In the case of RFMN, the TDD may be due to the combination of mechanical and thermal effects. Ionic vibration and local heating of the skin may be caused by mechanical effects (the piercing of the stratum corneum by the microneedles), the creation of reversible microchannels [29], and the application of high-frequency alternating current. The result is improved drug delivery across the skin. Invasive bipolar devices with noninsulated penetrating pins, pulsed high-frequency delivery, and a short high-frequency conduction time maximize electromagnetic-selective tissue reactions [13]. Pulsed electric fields increase the permeability of the cell membrane (termed electroporation) [30]. Electroporation and heat-based ablation are promising alternative approaches to increasing skin permeability [31]. This technology enables the TDD of many drugs [32]. RFMN devices that use invasive, bipolar, pulsed-type, alternating-current radiofrequency technology show promise for TDD.

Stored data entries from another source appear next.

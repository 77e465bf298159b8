//! Kernel REST API integration
//!
//! This module provides:
//! - An HTTP client for the Kernel's journal and bundle endpoints
//! - A typed fetch result distinguishing found / not-found / transport error

pub mod client;

pub use client::{FetchResult, KernelClient, BUNDLE_ENDPOINT, JOURNAL_ENDPOINT};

Other factors that may contribute to enhancing the absorption of drugs are occlusion and formulation (liquid and gel). The topical PNs were applied under occlusion for 1 h in our study. Considering that water acts as a skin penetration enhancer, occlusion increases the water content of the skin and improves the percutaneous absorption of drugs [33]. The duration of application is critical for TDD, which is most successful during the first 30 min. It is important to remember that microscopic channels close with time due to the accumulation of debris such as fibrin, inflammatory mediators, and keratinocytes [34]. The hydrophobic nature of the stratum corneum allows the penetration of lipid-soluble molecules more readily than water-soluble compounds [25]. Liquid and gel formulations cross the channels produced by ablative fractional lasers with greater affinity than more oily cream and ointment formulations [27]. RFMN may allow the skin to be permeated by water-soluble compounds, allowing hydrophilic substances to cross and fill the channels.

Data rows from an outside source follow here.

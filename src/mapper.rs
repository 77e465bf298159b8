//! Mapping from raw ISIS records to the canonical payload shapes expected
//! by the Kernel API.
//!
//! The transforms are deterministic and total over well-formed records. No
//! payload key ever serializes as `null`: optional groups render as `""`,
//! `[]` or `{}`, except `supplement` and the `contact` sub-keys which are
//! present only when set.

use chrono::format::{parse, Parsed, StrftimeItems};
use serde::{Deserialize, Serialize};

use crate::error::RecordError;
use crate::identifier::bundle_id;
use crate::records::{IssueKind, RawIssue, RawJournal};

/// A `{language, value}` pair, used by missions and issue titles.
#[derive(Debug, Clone, PartialEq, Eq, Serialize, Deserialize)]
pub struct LanguageValue {
    pub language: String,
    pub value: String,
}

/// Current lifecycle status of a journal. Serializes to `{}` when the
/// record carries no status history.
#[derive(Debug, Clone, Default, PartialEq, Eq, Serialize)]
pub struct JournalStatus {
    #[serde(skip_serializing_if = "Option::is_none")]
    pub status: Option<String>,
    #[serde(skip_serializing_if = "Option::is_none")]
    pub reason: Option<String>,
}

/// Link to a predecessor or successor title, by name. Serializes to `{}`
/// when absent.
#[derive(Debug, Clone, Default, PartialEq, Eq, Serialize)]
pub struct TitleLink {
    #[serde(skip_serializing_if = "Option::is_none")]
    pub name: Option<String>,
}

#[derive(Debug, Clone, Default, PartialEq, Eq, Serialize)]
pub struct Contact {
    #[serde(skip_serializing_if = "Option::is_none")]
    pub email: Option<String>,
    #[serde(skip_serializing_if = "Option::is_none")]
    pub address: Option<String>,
}

#[derive(Debug, Clone, PartialEq, Eq, Serialize)]
pub struct Sponsor {
    pub name: String,
}

/// Canonical journal payload, minus its `_id` (the SciELO ISSN), which is
/// carried separately because it doubles as the registry id.
#[derive(Debug, Clone, Serialize)]
pub struct JournalPayload {
    pub mission: Vec<LanguageValue>,
    pub title: String,
    pub title_iso: String,
    pub short_title: String,
    pub acronym: String,
    pub scielo_issn: String,
    pub print_issn: String,
    pub electronic_issn: String,
    pub status: JournalStatus,
    pub subject_areas: Vec<String>,
    pub sponsors: Vec<Sponsor>,
    pub subject_categories: Vec<String>,
    pub online_submission_url: String,
    pub next_journal: TitleLink,
    pub previous_journal: TitleLink,
    pub contact: Contact,
}

/// Canonical issue (bundle) payload, minus its derived `_id`.
#[derive(Debug, Clone, Serialize)]
pub struct BundlePayload {
    pub volume: String,
    pub number: String,
    #[serde(skip_serializing_if = "Option::is_none")]
    pub supplement: Option<String>,
    pub titles: Vec<LanguageValue>,
    /// `[min_month, max_month]` with duplicates collapsed, or empty.
    pub publication_season: Vec<u32>,
}

/// Maps a raw journal record to `(registry id, payload)`.
pub fn journal_as_kernel(journal: &RawJournal) -> Result<(String, JournalPayload), RecordError> {
    let scielo_issn = journal
        .scielo_issn
        .clone()
        .ok_or(RecordError::MissingScieloIssn)?;

    let status = match journal.status_history.last() {
        Some(entry) => JournalStatus {
            status: Some(entry.status.clone()),
            reason: entry.reason.clone(),
        },
        None => JournalStatus::default(),
    };

    let subject_areas = journal
        .subject_areas
        .iter()
        .map(|area| normalize_subject_area(area))
        .collect();

    let payload = JournalPayload {
        mission: journal
            .mission
            .iter()
            .map(|(language, value)| LanguageValue {
                language: language.clone(),
                value: value.clone(),
            })
            .collect(),
        title: journal.title.clone().unwrap_or_default(),
        title_iso: journal.title_iso.clone().unwrap_or_default(),
        short_title: journal.short_title.clone().unwrap_or_default(),
        acronym: journal.acronym.clone().unwrap_or_default(),
        scielo_issn: scielo_issn.clone(),
        print_issn: journal.print_issn.clone().unwrap_or_default(),
        electronic_issn: journal.electronic_issn.clone().unwrap_or_default(),
        status,
        subject_areas,
        sponsors: journal
            .sponsors
            .iter()
            .map(|name| Sponsor { name: name.clone() })
            .collect(),
        subject_categories: journal.wos_subject_areas.clone(),
        online_submission_url: journal.submission_url.clone().unwrap_or_default(),
        next_journal: TitleLink {
            name: journal.next_title.clone(),
        },
        previous_journal: TitleLink {
            name: journal.previous_title.clone(),
        },
        contact: Contact {
            email: journal.editor_email.clone(),
            address: journal.editor_address.clone(),
        },
    };

    Ok((scielo_issn, payload))
}

/// The title base carries one miscategorized subject area; this is the
/// single hard-coded rewrite and must not be generalized.
fn normalize_subject_area(area: &str) -> String {
    let upper = area.to_uppercase();
    if upper == "LINGUISTICS, LETTERS AND ARTS" {
        "LINGUISTIC, LITERATURE AND ARTS".to_string()
    } else {
        upper
    }
}

/// Maps a raw issue record to `(bundle id, payload)`.
pub fn issue_as_kernel(issue: &RawIssue) -> Result<(String, BundlePayload), RecordError> {
    let label = issue.label();

    let supplement = match issue.kind() {
        IssueKind::Supplement => Some(
            issue
                .supplement_volume
                .clone()
                .filter(|label| !label.is_empty())
                .or_else(|| {
                    issue
                        .supplement_number
                        .clone()
                        .filter(|label| !label.is_empty())
                })
                .unwrap_or_else(|| "0".to_string()),
        ),
        _ => None,
    };

    let publication_season = match (&issue.start_month, &issue.end_month) {
        (Some(start), Some(end)) => {
            let mut season = vec![parse_month(start, &label)?, parse_month(end, &label)?];
            season.sort_unstable();
            season.dedup();
            season
        }
        _ => Vec::new(),
    };

    let issn = issue
        .journal_issn
        .as_deref()
        .ok_or_else(|| RecordError::MissingJournalLink {
            record: label.clone(),
        })?;

    let date = issue.publication_date.as_deref().ok_or_else(|| {
        RecordError::MissingPublicationDate {
            record: label.clone(),
        }
    })?;
    let year = publication_year(date).ok_or_else(|| RecordError::UnparseableDate {
        record: label.clone(),
        date: date.to_string(),
    })?;

    let id = bundle_id(
        issn,
        &year.to_string(),
        issue.volume.as_deref(),
        issue.number.as_deref(),
        supplement.as_deref(),
    );

    let payload = BundlePayload {
        volume: issue.volume.clone().unwrap_or_default(),
        number: issue.number.clone().unwrap_or_default(),
        supplement,
        titles: issue
            .titles
            .iter()
            .map(|(language, value)| LanguageValue {
                language: language.clone(),
                value: value.clone(),
            })
            .collect(),
        publication_season,
    };

    Ok((id, payload))
}

fn parse_month(raw: &str, label: &str) -> Result<u32, RecordError> {
    raw.trim()
        .parse::<u32>()
        .map_err(|_| RecordError::InvalidMonth {
            record: label.to_string(),
            value: raw.to_string(),
        })
}

/// Extracts the publication year, trying the three accepted date formats in
/// order of specificity. The first complete match wins.
fn publication_year(raw: &str) -> Option<i32> {
    for format in ["%Y-%m-%d", "%Y-%m", "%Y"] {
        let mut parsed = Parsed::new();
        if parse(&mut parsed, raw, StrftimeItems::new(format)).is_ok() {
            if let Some(year) = parsed.year {
                return Some(year);
            }
        }
    }
    None
}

RFMN devices do not rely on chromophores for efficacy or safety and are considered safe for all skin phototypes [5]. In Fitzpatrick skin phototype IV, postinflammatory hyperpigmentation occurs in up to 80% of patients and can last for 3–9 months [35]. The possibility of postinflammatory hyperpigmentation should be considered when treating dark-skinned individuals [17]. Another advantage is the control of bleeding during surgery [14]. The absence of serious adverse events and patient discomfort in this study indicates that RFMN devices are a good option for treating periorbital wrinkles in Asian skin.

The main limitation of this study is the small number of patients. However, the randomized, split-face study protocol and assessments with objective instruments enhanced the reliability of the data. This approach enabled us to achieve significant results with a relatively small group of patients.

Conclusions

Noninsulated RFMN devices are safe and effective in treating periorbital wrinkles in Asians. Combining treatment with PNs is safe and provides a synergistic effect on periorbital wrinkles.